Cambridge Analytica is a political consulting firm that made headlines days ago because of its links to the U.S. presidential campaign back in 2016. According to the reports, the company allegedly illegally and unethically harvested information of Facebook profiles belonging to millions of American users and utilized the data to create a major political advantage in favor of Donald Trump. According to investment firm LOM Financial, tech stocks went on a sell-off following the incident.
Although the highlight of the case was mostly American Internet users, it created a whole wave of criticisms and alarming questions about Facebook’s privacy policies and how users felt unsafe and violated. After days of silence, the social media’s CEO and founder, Mark Zuckerberg, admitted that there were indeed policies that allowed the misuse of the public’s data, acknowledging that the company failed their community’s trust.

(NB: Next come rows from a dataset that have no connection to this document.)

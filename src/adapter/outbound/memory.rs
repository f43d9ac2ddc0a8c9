//! In-memory persona store.
//!
//! Backs tests and `serve --ephemeral`. Uniqueness is checked and the
//! write applied under one write lock, so it holds under concurrency.

use std::collections::BTreeMap;

use chrono::Utc;
use parking_lot::RwLock;

use crate::domain::{id::PersonaId, persona::Persona, persona::PersonaInput};
use crate::error::{Error, Result};
use crate::port::outbound::store::PersonaStore;

#[derive(Debug, Default)]
struct MemoryState {
    personas: BTreeMap<PersonaId, Persona>,
    last_id: i64,
}

impl MemoryState {
    fn email_taken_by_other(&self, email: &str, id: Option<PersonaId>) -> bool {
        self.personas
            .values()
            .any(|p| p.email == email && Some(p.id) != id)
    }
}

/// In-memory store. IDs start at 1 and are never reused.
#[derive(Debug, Default)]
pub struct MemoryPersonaStore {
    state: RwLock<MemoryState>,
}

impl MemoryPersonaStore {
    /// Create a new empty memory store.
    pub fn new() -> Self {
        Self::default()
    }
}

impl PersonaStore for MemoryPersonaStore {
    async fn find_by_id(&self, id: PersonaId) -> Result<Option<Persona>> {
        Ok(self.state.read().personas.get(&id).cloned())
    }

    async fn find_by_email(&self, email: &str) -> Result<Option<Persona>> {
        Ok(self
            .state
            .read()
            .personas
            .values()
            .find(|p| p.email == email)
            .cloned())
    }

    async fn find_all(&self) -> Result<Vec<Persona>> {
        Ok(self.state.read().personas.values().cloned().collect())
    }

    async fn insert(&self, input: &PersonaInput) -> Result<Persona> {
        let mut state = self.state.write();
        if state.email_taken_by_other(input.email(), None) {
            return Err(Error::DuplicateEmail {
                email: input.email().to_string(),
            });
        }

        state.last_id += 1;
        let persona = Persona::from_input(PersonaId::new(state.last_id), input, Utc::now());
        state.personas.insert(persona.id, persona.clone());
        Ok(persona)
    }

    async fn update(&self, id: PersonaId, input: &PersonaInput) -> Result<Option<Persona>> {
        let mut state = self.state.write();
        if !state.personas.contains_key(&id) {
            return Ok(None);
        }
        if state.email_taken_by_other(input.email(), Some(id)) {
            return Err(Error::DuplicateEmail {
                email: input.email().to_string(),
            });
        }

        Ok(state.personas.get_mut(&id).map(|persona| {
            persona.apply(input, Utc::now());
            persona.clone()
        }))
    }

    async fn delete_by_id(&self, id: PersonaId) -> Result<bool> {
        Ok(self.state.write().personas.remove(&id).is_some())
    }
}
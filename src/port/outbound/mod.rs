//! Outbound (driven) ports implemented by infrastructure adapters.

pub mod store;
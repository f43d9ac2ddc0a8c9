use thiserror::Error;

use crate::domain::id::PersonaId;

/// Configuration-related errors with structured variants.
#[derive(Error, Debug)]
pub enum ConfigError {
    #[error("missing required field: {field}")]
    MissingField { field: &'static str },

    #[error("invalid value for {field}: {reason}")]
    InvalidValue { field: &'static str, reason: String },

    #[error("failed to read config file: {0}")]
    ReadFile(#[source] std::io::Error),

    #[error("failed to parse config: {0}")]
    Parse(#[source] toml::de::Error),
}

#[derive(Error, Debug)]
pub enum Error {
    #[error(transparent)]
    Config(#[from] ConfigError),

    #[error("a persona with email {email} already exists")]
    DuplicateEmail { email: String },

    #[error("persona {id} not found")]
    NotFound { id: PersonaId },

    #[error("IO error: {0}")]
    Io(#[from] std::io::Error),

    #[error("connection error: {0}")]
    Connection(String),

    #[error("database error: {0}")]
    Database(String),

    #[error("background task failed: {0}")]
    Task(String),
}

pub type Result<T> = std::result::Result<T, Error>;

impl From<tokio::task::JoinError> for Error {
    fn from(err: tokio::task::JoinError) -> Self {
        Error::Task(err.to_string())
    }
}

Lessons will be learned, added by the CEO, but as an individual user of Facebook and other social networking platforms, or even as a policy-maker in a country where SNS are widely used, what are the takeaways from this breach?

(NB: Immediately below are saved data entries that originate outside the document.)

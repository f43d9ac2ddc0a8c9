//! SQLite persona store implementation.
//!
//! Provides persistent storage for personas using SQLite and Diesel ORM.
//! The `UNIQUE` constraint on `personas.email` makes every insert and
//! update an atomic insert-or-fail.

use chrono::{DateTime, Utc};
use diesel::prelude::*;
use diesel::r2d2::{ConnectionManager, PooledConnection};
use diesel::result::{DatabaseErrorKind, Error as DieselError};
use diesel::SqliteConnection;

use crate::adapter::outbound::sqlite::database::connection::DbPool;
use crate::adapter::outbound::sqlite::database::model::{
    NewPersonaRow, PersonaChangeset, PersonaRow,
};
use crate::adapter::outbound::sqlite::database::schema::personas;
use crate::domain::{id::PersonaId, persona::Persona, persona::PersonaInput};
use crate::error::{Error, Result};
use crate::port::outbound::store::PersonaStore;

type Conn = PooledConnection<ConnectionManager<SqliteConnection>>;

#[derive(QueryableByName)]
struct LastInsertRowId {
    #[diesel(sql_type = diesel::sql_types::BigInt)]
    #[diesel(column_name = "id")]
    id: i64,
}

/// SQLite-backed persona store.
///
/// Implements the [`PersonaStore`] trait. Diesel calls are blocking and
/// run on the tokio blocking pool.
#[derive(Clone)]
pub struct SqlitePersonaStore {
    /// Database connection pool.
    pool: DbPool,
}

impl SqlitePersonaStore {
    /// Create a new SQLite persona store with the given connection pool.
    #[must_use]
    pub fn new(pool: DbPool) -> Self {
        Self { pool }
    }

    async fn with_conn<T, F>(&self, f: F) -> Result<T>
    where
        T: Send + 'static,
        F: FnOnce(&mut Conn) -> Result<T> + Send + 'static,
    {
        let pool = self.pool.clone();
        tokio::task::spawn_blocking(move || {
            let mut conn = pool.get().map_err(|e| Error::Connection(e.to_string()))?;
            f(&mut conn)
        })
        .await?
    }

    fn from_row(row: PersonaRow) -> Result<Persona> {
        let created_at = parse_timestamp(&row.created_at)?;
        let updated_at = row.updated_at.as_deref().map(parse_timestamp).transpose()?;

        Ok(Persona {
            id: PersonaId::from(row.id),
            nombre: row.nombre,
            apellido: row.apellido,
            email: row.email,
            telefono: row.telefono,
            direccion: row.direccion,
            created_at,
            updated_at,
        })
    }
}

fn parse_timestamp(raw: &str) -> Result<DateTime<Utc>> {
    DateTime::parse_from_rfc3339(raw)
        .map(|t| t.with_timezone(&Utc))
        .map_err(|e| Error::Database(format!("invalid timestamp {raw}: {e}")))
}

/// Map a write failure, turning the email uniqueness violation into
/// [`Error::DuplicateEmail`].
fn write_error(err: DieselError, email: &str) -> Error {
    match err {
        DieselError::DatabaseError(DatabaseErrorKind::UniqueViolation, _) => {
            Error::DuplicateEmail {
                email: email.to_string(),
            }
        }
        other => Error::Database(other.to_string()),
    }
}

fn load_by_id(conn: &mut Conn, id: PersonaId) -> Result<Option<PersonaRow>> {
    personas::table
        .find(id.value())
        .select(PersonaRow::as_select())
        .first(conn)
        .optional()
        .map_err(|e| Error::Database(e.to_string()))
}

impl PersonaStore for SqlitePersonaStore {
    async fn find_by_id(&self, id: PersonaId) -> Result<Option<Persona>> {
        let row = self.with_conn(move |conn| load_by_id(conn, id)).await?;
        row.map(Self::from_row).transpose()
    }

    async fn find_by_email(&self, email: &str) -> Result<Option<Persona>> {
        let email = email.to_string();
        let row: Option<PersonaRow> = self
            .with_conn(move |conn| {
                personas::table
                    .filter(personas::email.eq(&email))
                    .select(PersonaRow::as_select())
                    .first(conn)
                    .optional()
                    .map_err(|e| Error::Database(e.to_string()))
            })
            .await?;
        row.map(Self::from_row).transpose()
    }

    async fn find_all(&self) -> Result<Vec<Persona>> {
        let rows: Vec<PersonaRow> = self
            .with_conn(|conn| {
                personas::table
                    .order(personas::id.asc())
                    .select(PersonaRow::as_select())
                    .load(conn)
                    .map_err(|e| Error::Database(e.to_string()))
            })
            .await?;
        rows.into_iter().map(Self::from_row).collect()
    }

    async fn insert(&self, input: &PersonaInput) -> Result<Persona> {
        let input = input.clone();
        let row = self
            .with_conn(move |conn| {
                conn.immediate_transaction::<PersonaRow, DieselError, _>(|conn| {
                    diesel::insert_into(personas::table)
                        .values(&NewPersonaRow {
                            nombre: input.nombre(),
                            apellido: input.apellido(),
                            email: input.email(),
                            telefono: input.telefono(),
                            direccion: input.direccion(),
                            created_at: Utc::now().to_rfc3339(),
                        })
                        .execute(conn)?;

                    let inserted: LastInsertRowId =
                        diesel::sql_query("SELECT last_insert_rowid() AS id").get_result(conn)?;

                    personas::table
                        .find(inserted.id)
                        .select(PersonaRow::as_select())
                        .first(conn)
                })
                .map_err(|e| write_error(e, input.email()))
            })
            .await?;
        Self::from_row(row)
    }

    async fn update(&self, id: PersonaId, input: &PersonaInput) -> Result<Option<Persona>> {
        let key = id.value();
        let input = input.clone();
        let row = self
            .with_conn(move |conn| {
                conn.immediate_transaction::<Option<PersonaRow>, DieselError, _>(|conn| {
                    let changed = diesel::update(personas::table.find(key))
                        .set(&PersonaChangeset {
                            nombre: input.nombre(),
                            apellido: input.apellido(),
                            email: input.email(),
                            telefono: input.telefono(),
                            direccion: input.direccion(),
                            updated_at: Some(Utc::now().to_rfc3339()),
                        })
                        .execute(conn)?;
                    if changed == 0 {
                        return Ok(None);
                    }

                    personas::table
                        .find(key)
                        .select(PersonaRow::as_select())
                        .first(conn)
                        .optional()
                })
                .map_err(|e| write_error(e, input.email()))
            })
            .await?;
        row.map(Self::from_row).transpose()
    }

    async fn delete_by_id(&self, id: PersonaId) -> Result<bool> {
        let key = id.value();
        let deleted = self
            .with_conn(move |conn| {
                diesel::delete(personas::table.find(key))
                    .execute(conn)
                    .map_err(|e| Error::Database(e.to_string()))
            })
            .await?;
        Ok(deleted > 0)
    }
}

#[cfg(test)]
mod tests {
    use std::sync::Arc;

    use super::*;
    use crate::adapter::outbound::sqlite::database::connection::{create_pool, run_migrations};
    use crate::testkit::domain::{input, input_with_email};

    fn setup_test_db(dir: &tempfile::TempDir) -> SqlitePersonaStore {
        let url = dir.path().join("store.db").display().to_string();
        let pool = create_pool(&url, 4).expect("Failed to create pool");
        run_migrations(&pool).expect("Failed to run migrations");
        SqlitePersonaStore::new(pool)
    }

    // -------------------------------------------------------------------------
    // Basic CRUD operations
    // -------------------------------------------------------------------------

    #[tokio::test]
    async fn insert_assigns_sequential_ids() {
        let dir = tempfile::tempdir().unwrap();
        let store = setup_test_db(&dir);

        let ana = store.insert(&input("Ana", "ana@x.com")).await.unwrap();
        let luis = store.insert(&input("Luis", "luis@x.com")).await.unwrap();

        assert_eq!(ana.id, PersonaId::new(1));
        assert_eq!(luis.id, PersonaId::new(2));
        assert!(ana.updated_at.is_none());
    }

    #[tokio::test]
    async fn find_by_id_and_email_return_stored_record() {
        let dir = tempfile::tempdir().unwrap();
        let store = setup_test_db(&dir);
        let ana = store.insert(&input("Ana", "ana@x.com")).await.unwrap();

        assert_eq!(store.find_by_id(ana.id).await.unwrap(), Some(ana.clone()));
        assert_eq!(store.find_by_email("ana@x.com").await.unwrap(), Some(ana));
        assert_eq!(store.find_by_email("nadie@x.com").await.unwrap(), None);
        assert_eq!(store.find_by_id(PersonaId::new(42)).await.unwrap(), None);
    }

    #[tokio::test]
    async fn find_all_orders_by_id() {
        let dir = tempfile::tempdir().unwrap();
        let store = setup_test_db(&dir);
        store.insert(&input("Ana", "ana@x.com")).await.unwrap();
        store.insert(&input("Luis", "luis@x.com")).await.unwrap();
        store.insert(&input("Eva", "eva@x.com")).await.unwrap();

        let ids: Vec<i64> = store
            .find_all()
            .await
            .unwrap()
            .into_iter()
            .map(|p| p.id.value())
            .collect();
        assert_eq!(ids, vec![1, 2, 3]);
    }

    #[tokio::test]
    async fn update_overwrites_fields_and_stamps_time() {
        let dir = tempfile::tempdir().unwrap();
        let store = setup_test_db(&dir);
        let ana = store
            .insert(
                &PersonaInput::try_new("Ana", "Diaz", "ana@x.com", Some("555".into()), None)
                    .unwrap(),
            )
            .await
            .unwrap();

        let updated = store
            .update(ana.id, &input_with_email("ana2@x.com"))
            .await
            .unwrap()
            .unwrap();

        assert_eq!(updated.id, ana.id);
        assert_eq!(updated.email, "ana2@x.com");
        assert_eq!(updated.telefono, None, "omitted optional field is cleared");
        assert_eq!(updated.created_at, ana.created_at);
        assert!(updated.updated_at.is_some());
    }

    #[tokio::test]
    async fn update_missing_returns_none() {
        let dir = tempfile::tempdir().unwrap();
        let store = setup_test_db(&dir);

        let result = store
            .update(PersonaId::new(7), &input("Ana", "ana@x.com"))
            .await
            .unwrap();
        assert!(result.is_none());
    }

    #[tokio::test]
    async fn delete_by_id_reports_removal() {
        let dir = tempfile::tempdir().unwrap();
        let store = setup_test_db(&dir);
        let ana = store.insert(&input("Ana", "ana@x.com")).await.unwrap();

        assert!(store.delete_by_id(ana.id).await.unwrap());
        assert!(store.find_by_id(ana.id).await.unwrap().is_none());
        assert!(!store.delete_by_id(ana.id).await.unwrap()); // Already deleted
    }

    // -------------------------------------------------------------------------
    // Uniqueness
    // -------------------------------------------------------------------------

    #[tokio::test]
    async fn insert_with_taken_email_is_duplicate() {
        let dir = tempfile::tempdir().unwrap();
        let store = setup_test_db(&dir);
        store.insert(&input("Ana", "ana@x.com")).await.unwrap();

        let result = store.insert(&input("Otra", "ana@x.com")).await;
        assert!(matches!(result, Err(Error::DuplicateEmail { email }) if email == "ana@x.com"));
        assert_eq!(store.find_all().await.unwrap().len(), 1);
    }

    #[tokio::test]
    async fn update_to_taken_email_is_duplicate() {
        let dir = tempfile::tempdir().unwrap();
        let store = setup_test_db(&dir);
        let ana = store.insert(&input("Ana", "ana@x.com")).await.unwrap();
        store.insert(&input("Luis", "luis@x.com")).await.unwrap();

        let result = store.update(ana.id, &input_with_email("luis@x.com")).await;
        assert!(matches!(result, Err(Error::DuplicateEmail { .. })));
        assert_eq!(store.find_by_id(ana.id).await.unwrap(), Some(ana));
    }

    #[tokio::test]
    async fn concurrent_inserts_with_same_email_commit_once() {
        let dir = tempfile::tempdir().unwrap();
        let store = Arc::new(setup_test_db(&dir));

        let mut handles = Vec::new();
        for i in 0..8 {
            let store = Arc::clone(&store);
            handles.push(tokio::spawn(async move {
                store.insert(&input(&format!("Ana{i}"), "ana@x.com")).await
            }));
        }

        let mut ok = 0;
        for handle in handles {
            match handle.await.unwrap() {
                Ok(_) => ok += 1,
                Err(Error::DuplicateEmail { .. }) => {}
                Err(other) => panic!("unexpected error: {other}"),
            }
        }

        assert_eq!(ok, 1);
        assert_eq!(store.find_all().await.unwrap().len(), 1);
    }
}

Most experts believe that traditional frameworks should be redefined especially when it comes to the principles of privacy and sharing of information. This is because the root of the crisis can be traced back to Facebook’s policies that gave permission to the developers of third-party applications to freely access a user’s personal data since 2007. It was only in 2014 when the company decided to reduce this volume but It was already too late.
For individual users of any social networking sites, remedies can be as easy as disconnecting their private profiles to unnecessary and unused online applications that may have access to the information that they post online. It also goes without saying that carefully choosing which third-party program to give your data to should be a preventive measure.
While these steps can relatively protect you from future hacks, some users believe that completely deleting themselves from the networking site is the ultimate solution. What do you think?